The RBI limit on banks' total exposure to capital markets, at five per cent of the total advance of the previous year, is unlikely to hit brokers.

Brokers draw support from the banking system either as funded loans and advances or through non-fund guarantees. While banks are expected to be cautious in their direct funding to brokers, the latter may still not find the five per cent cap too stringent.

The total outstanding bank guarantees, broking sources say, even at peak level of business did not exceed Rs 40 billion, which is much less than the five per cent cap or an aggregated Rs 260 billion.

Even at the peak, when gross exposure per member or per card was Rs 400 million, bank guarantees, generally accepted at half the total exposure in the form of initial deposit by the broker, worked out to only Rs 200 million per member.
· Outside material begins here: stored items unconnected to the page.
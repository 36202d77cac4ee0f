//! Spendable outputs: plain fee-paying UTXOs and token-bearing UTXOs.

use bitcoin::{Amount, OutPoint, ScriptBuf, Transaction};

/// A spendable unit on the ledger.
#[derive(Debug, Clone, PartialEq, Eq)]
pub struct Utxo {
    /// Transaction id and output index.
    pub outpoint: OutPoint,

    /// Locking script of the output.
    pub script_pubkey: ScriptBuf,

    /// Output value.
    pub value: Amount,
}

impl Utxo {
    /// Build a [`Utxo`] from output `vout` of `tx`.
    ///
    /// Returns `None` if the transaction has no such output.
    pub fn from_tx_output(tx: &Transaction, vout: u32) -> Option<Self> {
        let out = tx.output.get(vout as usize)?;
        Some(Self {
            outpoint: OutPoint::new(tx.compute_txid(), vout),
            script_pubkey: out.script_pubkey.clone(),
            value: out.value,
        })
    }
}

/// A UTXO carrying fungible-token ownership state.
#[derive(Debug, Clone, PartialEq, Eq)]
pub struct TokenUtxo {
    /// The underlying ledger output.
    pub utxo: Utxo,

    /// Token identifier (`<genesis txid>_<vout>`).
    pub token_id: String,

    /// Owner address (as reported by the tracker).
    pub owner: String,

    /// Amount in base units.
    pub amount: u128,
}

impl TokenUtxo {
    /// The outpoint of the token output.
    pub fn outpoint(&self) -> OutPoint {
        self.utxo.outpoint
    }
}

/// Total base-unit amount held by `outputs`, or `None` on overflow.
pub fn total_amount<'a>(outputs: impl IntoIterator<Item = &'a TokenUtxo>) -> Option<u128> {
    outputs
        .into_iter()
        .try_fold(0u128, |acc, o| acc.checked_add(o.amount))
}

// ---------------------------------------------------------------------------
// Tests
// ---------------------------------------------------------------------------
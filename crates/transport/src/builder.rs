//! [`TxBuilder`] over an HTTP covenant-builder/signing sidecar.
//!
//! The sidecar holds the wallet keys and contract artifacts. It answers
//! `POST /deploy`, `/mint`, and `/transfer` with raw hex transactions plus
//! the indexes of the outputs it created for the owner.

use sdk::SdkError;
use sdk::builder::{BuiltDeploy, BuiltPair, DeployPlan, MintPlan, TransferPlan, TxBuilder};
use tracing::{debug, error};

use crate::TransportError;
use crate::dto::{
    DeployRequestDto, DeployResponseDto, MintRequestDto, PairResponseDto, TransferRequestDto,
};
use crate::http::{HttpClient, join};

/// Builder sidecar client.
#[derive(Debug, Clone)]
pub struct HttpTxBuilder {
    http: HttpClient,
    base_url: String,
}

impl HttpTxBuilder {
    pub fn new(http: HttpClient, base_url: impl Into<String>) -> Self {
        Self {
            http,
            base_url: base_url.into(),
        }
    }

    pub fn base_url(&self) -> &str {
        &self.base_url
    }
}

fn build_error(call: &'static str, e: TransportError) -> SdkError {
    error!(call, error = %e, "builder call failed");
    e.for_builder()
}

impl TxBuilder for HttpTxBuilder {
    async fn build_deploy(&self, plan: &DeployPlan) -> Result<BuiltDeploy, SdkError> {
        let url = join(&self.base_url, "deploy");
        let response: DeployResponseDto = self
            .http
            .post_json(&url, &DeployRequestDto::from(plan))
            .await
            .map_err(|e| build_error("deploy", e))?;
        let built = response.into_built().map_err(|e| build_error("deploy", e))?;
        debug!(token_id = %built.token_id, "deploy built");
        Ok(built)
    }

    async fn build_mint(&self, plan: &MintPlan) -> Result<BuiltPair, SdkError> {
        let url = join(&self.base_url, "mint");
        let response: PairResponseDto = self
            .http
            .post_json(&url, &MintRequestDto::from(plan))
            .await
            .map_err(|e| build_error("mint", e))?;
        response
            .into_built(&plan.token.token_id, &plan.owner.to_string())
            .map_err(|e| build_error("mint", e))
    }

    async fn build_transfer(&self, plan: &TransferPlan) -> Result<BuiltPair, SdkError> {
        let url = join(&self.base_url, "transfer");
        let response: PairResponseDto = self
            .http
            .post_json(&url, &TransferRequestDto::from(plan))
            .await
            .map_err(|e| build_error("transfer", e))?;
        response
            .into_built(&plan.token.token_id, &plan.owner.to_string())
            .map_err(|e| build_error("transfer", e))
    }
}

// ---------------------------------------------------------------------------
// Tests
// ---------------------------------------------------------------------------

#[cfg(test)]
mod tests {
    use std::str::FromStr;

    use bitcoin::{Address, Amount, Network, OutPoint, ScriptBuf, Txid};
    use sdk_core::{MinterState, MinterUtxo, TokenInfo, TokenMetadata, Utxo};

    use super::*;

    fn owner() -> Address {
        Address::from_str("bc1p0xlxvlhemja6c4dqv22uapctqupfhlxm9h8z3k2e72q4k9hcz7vqzk5jj0")
            .unwrap()
            .require_network(Network::Bitcoin)
            .unwrap()
    }

    fn info() -> TokenInfo {
        TokenInfo {
            name: "cat".into(),
            symbol: "CAT".into(),
            decimals: 2,
            max_supply: 21_000_000,
            limit: 5,
            premine: 0,
            minter_md5: sdk_core::token::OPEN_MINTER_V2_MD5.into(),
        }
    }

    fn utxo(n: u8) -> Utxo {
        Utxo {
            outpoint: OutPoint::new(
                <Txid as bitcoin::hashes::Hash>::from_byte_array([n; 32]),
                0,
            ),
            script_pubkey: ScriptBuf::new(),
            value: Amount::from_sat(10_000),
        }
    }

    #[test]
    fn mint_request_shape() {
        let plan = MintPlan {
            token: TokenMetadata {
                token_id: "t_0".into(),
                info: info(),
                token_address: "token".into(),
                minter_address: "minter".into(),
                genesis_txid: utxo(1).outpoint.txid,
                reveal_txid: utxo(2).outpoint.txid,
            },
            minter: MinterUtxo {
                utxo: utxo(3),
                state: MinterState {
                    is_premined: true,
                    remaining: 41,
                },
            },
            amount: 500,
            fee_utxo: utxo(4),
            fee_rate: 12,
            owner: owner(),
        };

        let json = serde_json::to_value(MintRequestDto::from(&plan)).unwrap();
        assert_eq!(json["token"]["tokenId"], "t_0");
        assert_eq!(json["token"]["info"]["max"], 21_000_000);
        assert_eq!(json["minter"]["state"]["isPremined"], true);
        assert_eq!(json["minter"]["state"]["remainingSupply"], "41");
        assert_eq!(json["amount"], "500");
        assert_eq!(json["feeUtxo"]["satoshis"], 10_000);
        assert_eq!(json["feeRate"], 12);
        assert_eq!(json["owner"], owner().to_string());
    }

    #[test]
    fn deploy_request_shape() {
        let plan = DeployPlan {
            info: info(),
            fee_utxos: vec![utxo(1), utxo(2)],
            fee_rate: 3,
            owner: owner(),
        };
        let json = serde_json::to_value(DeployRequestDto::from(&plan)).unwrap();
        assert_eq!(json["feeUtxos"].as_array().map(Vec::len), Some(2));
        assert_eq!(json["info"]["minterMd5"], sdk_core::token::OPEN_MINTER_V2_MD5);
    }

    #[test]
    fn unreachable_sidecar_is_transport_failure() {
        let refused = TransportError::Request {
            url: "http://127.0.0.1:3100/deploy".into(),
            reason: "connection refused".into(),
        };
        assert_eq!(build_error("deploy", refused), SdkError::TransportFailed);

        let malformed = TransportError::Decode {
            url: "http://127.0.0.1:3100/deploy".into(),
            reason: "missing field `genesis`".into(),
        };
        assert_eq!(build_error("deploy", malformed), SdkError::BuildFailed);
    }
}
Considering that there would be 1,200 brokers using the full exposure when the entire secondary market turnover was at the peak of Rs 120 billion per day, the maximum outstanding bank guarantees would be at Rs 40 billion.

"Currently, volumes have dropped sharply and the entire market turnover (of all exchanges combined) is hardly Rs 40 billion. Moreover, with the cash component in the form of guarantee, presently hiked at 70 per cent, the bank guarantees constitute only 30 per cent, thus bringing down the outstanding bank guarantees to Rs 12 billion," sources explained.

With the current market turmoil, where circular trading has come to a halt along with ban on short sales, the volumes have dropped bringing down the stock prices to ridiculous levels. This has forced many of them to liquidate their bank guarantees to meet cash obligations, brokers say.

However, there was a word of caution in case of individual banks who may have exhausted their prescribed capital market exposure limit. But even in this case, the brokers can have alternative arrangement with other banks, sources say.

Even at a curtailed capital market exposure limit of banks, the total available funds at the disposal for such activities would be roughly around Rs 260 billion, which turns out to be much higher than the bank guarantees needed even at record volumes in a bull run.